> [Task statement]: Take the records below from their first line to the line with "made of the", and restate those lines word for word.

> [Material provided]:
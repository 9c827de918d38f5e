//! Data export: a full JSON backup and a column-selectable CSV log.
//!
//! ## JSON backup
//!
//! Reads every log record and every remembered task inside one read
//! transaction on the storage worker, adds the category list and an export
//! timestamp, and writes the bundle pretty-printed:
//!
//! ```json
//! { "logs": [...], "tasks": [...], "categories": [...], "exportedAt": "2025-01-15T10:00:00.000Z" }
//! ```
//!
//! Nothing is sanitized; the file is a faithful snapshot that
//! [`ExportBundle`] can read back.
//!
//! ## CSV log
//!
//! The caller picks the columns with a comma-separated label list. The
//! output starts with a UTF-8 byte-order mark and a header row made of the
//! labels as given, followed by one row per record in store order. Each
//! field is neutralized against spreadsheet formula injection (a leading
//! `=`, `+`, `-`, `@`, tab or carriage return gets a `'` prefix) and then
//! always wrapped in double quotes.
//!
//! ## File Naming
//!
//! Without an explicit path the files are named after the local time of the
//! export: `timer_backup_202501151030.json`, `timer_log_202501151030.csv`.
//!
//! ## Usage
//!
//! ```rust,no_run
//! use worktimer::libs::export::{Exporter, ExportFormat, DEFAULT_CSV_COLUMNS};
//! use worktimer::libs::context::AppContext;
//! use worktimer::libs::config::Config;
//!
//! # async fn run() -> worktimer::libs::error::Result<()> {
//! let ctx = AppContext::open(&Config::default())?;
//! let path = Exporter::new(ExportFormat::Csv, None).export_csv(&ctx.logs, DEFAULT_CSV_COLUMNS).await?;
//! # Ok(())
//! # }
//! ```

use super::category::Categories;
use super::error::Result;
use super::formatter::{file_name_stamp, format_date_time_in};
use super::log::{iso8601, LogRecord};
use super::task::TaskRef;
use crate::db::{db::Db, logs::Logs, tasks::Tasks};
use chrono::{DateTime, Local, TimeZone, Utc};
use csv::{QuoteStyle, Terminator, WriterBuilder};
use rusqlite::TransactionBehavior;
use serde::{Deserialize, Serialize};
use std::borrow::Cow;
use std::fs;
use std::path::PathBuf;

/// Byte-order mark so spreadsheet applications detect UTF-8.
pub const UTF8_BOM: &str = "\u{FEFF}";

/// Column order used when the caller does not choose one.
pub const DEFAULT_CSV_COLUMNS: &str = "開始時間,終了時間,経過時間,分類,内容";

/// Leading characters a spreadsheet would treat as the start of a formula.
const FORMULA_TRIGGERS: [char; 6] = ['=', '+', '-', '@', '\t', '\r'];

#[derive(Debug, Clone, Copy, PartialEq, Eq)]
pub enum ExportFormat {
    Csv,
    Json,
}

impl ExportFormat {
    pub fn as_str(&self) -> &'static str {
        match self {
            ExportFormat::Csv => "csv",
            ExportFormat::Json => "json",
        }
    }

    fn file_prefix(&self) -> &'static str {
        match self {
            ExportFormat::Csv => "timer_log",
            ExportFormat::Json => "timer_backup",
        }
    }

    /// Default file name for an export made at `now`.
    pub fn default_file_name<Tz: TimeZone>(&self, now: &DateTime<Tz>) -> String
    where
        Tz::Offset: std::fmt::Display,
    {
        format!("{}_{}.{}", self.file_prefix(), file_name_stamp(now), self.as_str())
    }
}

/// The recognized CSV columns.
#[derive(Debug, Clone, Copy, PartialEq, Eq)]
pub enum CsvColumn {
    StartTime,
    EndTime,
    Duration,
    Category,
    Task,
}

impl CsvColumn {
    /// Maps a header label onto a column. Accepts the Japanese labels and
    /// their English names (case-insensitive, `_`/`-` allowed for the space).
    pub fn from_label(label: &str) -> Option<Self> {
        match label {
            "開始時間" => return Some(CsvColumn::StartTime),
            "終了時間" => return Some(CsvColumn::EndTime),
            "経過時間" => return Some(CsvColumn::Duration),
            "分類" => return Some(CsvColumn::Category),
            "内容" => return Some(CsvColumn::Task),
            _ => {}
        }
        let normalized = label.to_lowercase().replace(['_', '-'], " ");
        match normalized.as_str() {
            "start time" => Some(CsvColumn::StartTime),
            "end time" => Some(CsvColumn::EndTime),
            "duration" => Some(CsvColumn::Duration),
            "category" => Some(CsvColumn::Category),
            "task" => Some(CsvColumn::Task),
            _ => None,
        }
    }

    fn value<Tz: TimeZone>(&self, log: &LogRecord, tz: &Tz) -> String
    where
        Tz::Offset: std::fmt::Display,
    {
        match self {
            CsvColumn::StartTime => format_date_time_in(&log.start_time, tz),
            CsvColumn::EndTime => format_date_time_in(&log.end_time, tz),
            CsvColumn::Duration => log.duration.to_string(),
            CsvColumn::Category => log.category.clone(),
            CsvColumn::Task => log.task.clone(),
        }
    }
}

/// One requested column: the header text and what it maps to, if anything.
#[derive(Debug, Clone, PartialEq, Eq)]
pub struct ColumnSpec {
    pub label: String,
    pub column: Option<CsvColumn>,
}

/// Splits a comma-separated column order. Unknown labels become empty columns.
pub fn parse_columns(order: &str) -> Vec<ColumnSpec> {
    order
        .split(',')
        .map(|label| {
            let label = label.trim();
            ColumnSpec {
                label: label.to_string(),
                column: CsvColumn::from_label(label),
            }
        })
        .collect()
}

/// Prefixes an apostrophe when the value would start a spreadsheet formula.
pub fn neutralize_formula(value: &str) -> Cow<'_, str> {
    match value.chars().next() {
        Some(first) if FORMULA_TRIGGERS.contains(&first) => Cow::Owned(format!("'{}", value)),
        _ => Cow::Borrowed(value),
    }
}

/// Renders the CSV log, formatting times in `tz`.
pub fn render_csv_in<Tz: TimeZone>(logs: &[LogRecord], columns: &[ColumnSpec], tz: &Tz) -> Result<Vec<u8>>
where
    Tz::Offset: std::fmt::Display,
{
    let header = columns.iter().map(|c| c.label.as_str()).collect::<Vec<_>>().join(",");
    let mut out = format!("{}{}\n", UTF8_BOM, header).into_bytes();

    let mut wtr = WriterBuilder::new()
        .quote_style(QuoteStyle::Always)
        .terminator(Terminator::Any(b'\n'))
        .from_writer(&mut out);
    for log in logs {
        let row: Vec<String> = columns
            .iter()
            .map(|spec| {
                let value = spec.column.map(|column| column.value(log, tz)).unwrap_or_default();
                neutralize_formula(&value).into_owned()
            })
            .collect();
        wtr.write_record(&row)?;
    }
    wtr.flush()?;
    drop(wtr);

    Ok(out)
}

/// Renders the CSV log with times in the local time zone.
pub fn render_csv(logs: &[LogRecord], columns: &[ColumnSpec]) -> Result<Vec<u8>> {
    render_csv_in(logs, columns, &Local)
}

/// Full-fidelity backup of everything the timer stores.
#[derive(Debug, Clone, PartialEq, Eq, Serialize, Deserialize)]
#[serde(rename_all = "camelCase")]
pub struct ExportBundle {
    pub logs: Vec<LogRecord>,
    pub tasks: Vec<TaskRef>,
    pub categories: Vec<String>,
    #[serde(with = "iso8601")]
    pub exported_at: DateTime<Utc>,
}

impl ExportBundle {
    /// Collects logs and tasks in one read transaction, then the categories.
    pub async fn collect(db: &Db, categories: &Categories, exported_at: DateTime<Utc>) -> Result<Self> {
        let (logs, tasks) = db
            .call(|conn| {
                let tx = conn.transaction_with_behavior(TransactionBehavior::Deferred)?;
                let logs = Logs::fetch_all(&tx)?;
                let tasks = Tasks::fetch_all(&tx)?;
                tx.commit()?;
                Ok((logs, tasks))
            })
            .await?;

        Ok(ExportBundle {
            logs,
            tasks,
            categories: categories.list(),
            exported_at,
        })
    }

    pub fn to_json(&self) -> Result<String> {
        Ok(serde_json::to_string_pretty(self)?)
    }

    pub fn from_json(json: &str) -> Result<Self> {
        Ok(serde_json::from_str(json)?)
    }
}

/// Writes export files to a chosen or generated path.
pub struct Exporter {
    format: ExportFormat,
    output_path: PathBuf,
}

impl Exporter {
    /// Without `output_path` the file goes to the current directory under
    /// the default name for `format`.
    pub fn new(format: ExportFormat, output_path: Option<PathBuf>) -> Self {
        let output_path = output_path.unwrap_or_else(|| PathBuf::from(format.default_file_name(&Local::now())));
        Self { format, output_path }
    }

    pub fn format(&self) -> ExportFormat {
        self.format
    }

    pub fn output_path(&self) -> &PathBuf {
        &self.output_path
    }

    pub async fn export_json(&self, db: &Db, categories: &Categories) -> Result<PathBuf> {
        let bundle = ExportBundle::collect(db, categories, Utc::now()).await?;
        fs::write(&self.output_path, bundle.to_json()?)?;
        tracing::debug!(path = %self.output_path.display(), logs = bundle.logs.len(), tasks = bundle.tasks.len(), "json backup written");
        Ok(self.output_path.clone())
    }

    pub async fn export_csv(&self, logs: &Logs, column_order: &str) -> Result<PathBuf> {
        let records = logs.get_all().await?;
        let bytes = render_csv(&records, &parse_columns(column_order))?;
        fs::write(&self.output_path, bytes)?;
        tracing::debug!(path = %self.output_path.display(), rows = records.len(), "csv log written");
        Ok(self.output_path.clone())
    }
}

#[cfg(test)]
mod tests {
    use super::*;

    #[test]
    fn test_neutralize_formula_triggers() {
        assert_eq!(neutralize_formula("=SUM(A1)"), "'=SUM(A1)");
        assert_eq!(neutralize_formula("+1"), "'+1");
        assert_eq!(neutralize_formula("-1"), "'-1");
        assert_eq!(neutralize_formula("@cmd"), "'@cmd");
        assert_eq!(neutralize_formula("\tx"), "'\tx");
        assert_eq!(neutralize_formula("\rx"), "'\rx");
        assert_eq!(neutralize_formula("a=b"), "a=b");
        assert_eq!(neutralize_formula(""), "");
    }

    #[test]
    fn test_column_labels() {
        assert_eq!(CsvColumn::from_label("開始時間"), Some(CsvColumn::StartTime));
        assert_eq!(CsvColumn::from_label("Start Time"), Some(CsvColumn::StartTime));
        assert_eq!(CsvColumn::from_label("end_time"), Some(CsvColumn::EndTime));
        assert_eq!(CsvColumn::from_label("memo"), None);

        let columns = parse_columns(" 内容 , memo,duration ");
        assert_eq!(columns.len(), 3);
        assert_eq!(columns[0].label, "内容");
        assert_eq!(columns[1].column, None);
        assert_eq!(columns[2].column, Some(CsvColumn::Duration));
    }
}
//! Core library modules for worktimer.
//!
//! ## Layout
//!
//! - **Domain values**: [`log`], [`task`], [`category`]
//! - **Persistence**: [`settings`], [`data_storage`], [`config`]
//! - **Behavior**: [`timer`], [`export`], [`context`]
//! - **Presentation**: [`view`], [`formatter`], [`messages`]
//!
//! The SQLite-backed stores live in [`crate::db`].
//!
//! ## Usage
//!
//! ```rust,no_run
//! use worktimer::libs::config::Config;
//! use worktimer::libs::context::AppContext;
//!
//! # async fn run() -> worktimer::libs::error::Result<()> {
//! let ctx = AppContext::open(&Config::read()?)?;
//! ctx.init().await;
//! let history = ctx.logs.get_all().await?;
//! # Ok(())
//! # }
//! ```

pub mod category;
pub mod config;
pub mod context;
pub mod data_storage;
pub mod error;
pub mod export;
pub mod formatter;
pub mod log;
pub mod messages;
pub mod settings;
pub mod task;
pub mod timer;
pub mod view;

> [Output]:
repository 9c827de918d38f5e
//! Data export: a full JSON backup and a column-selectable CSV log.
//!
//! ## JSON backup
//!
//! Reads every log record and every remembered task inside one read
//! transaction on the storage worker, adds the category list and an export
//! timestamp, and writes the bundle pretty-printed:
//!
//! ```json
//! { "logs": [...], "tasks": [...], "categories": [...], "exportedAt": "2025-01-15T10:00:00.000Z" }
//! ```
//!
//! Nothing is sanitized; the file is a faithful snapshot that
//! [`ExportBundle`] can read back.
//!
//! ## CSV log
//!
//! The caller picks the columns with a comma-separated label list. The
//! output starts with a UTF-8 byte-order mark and a header row made of the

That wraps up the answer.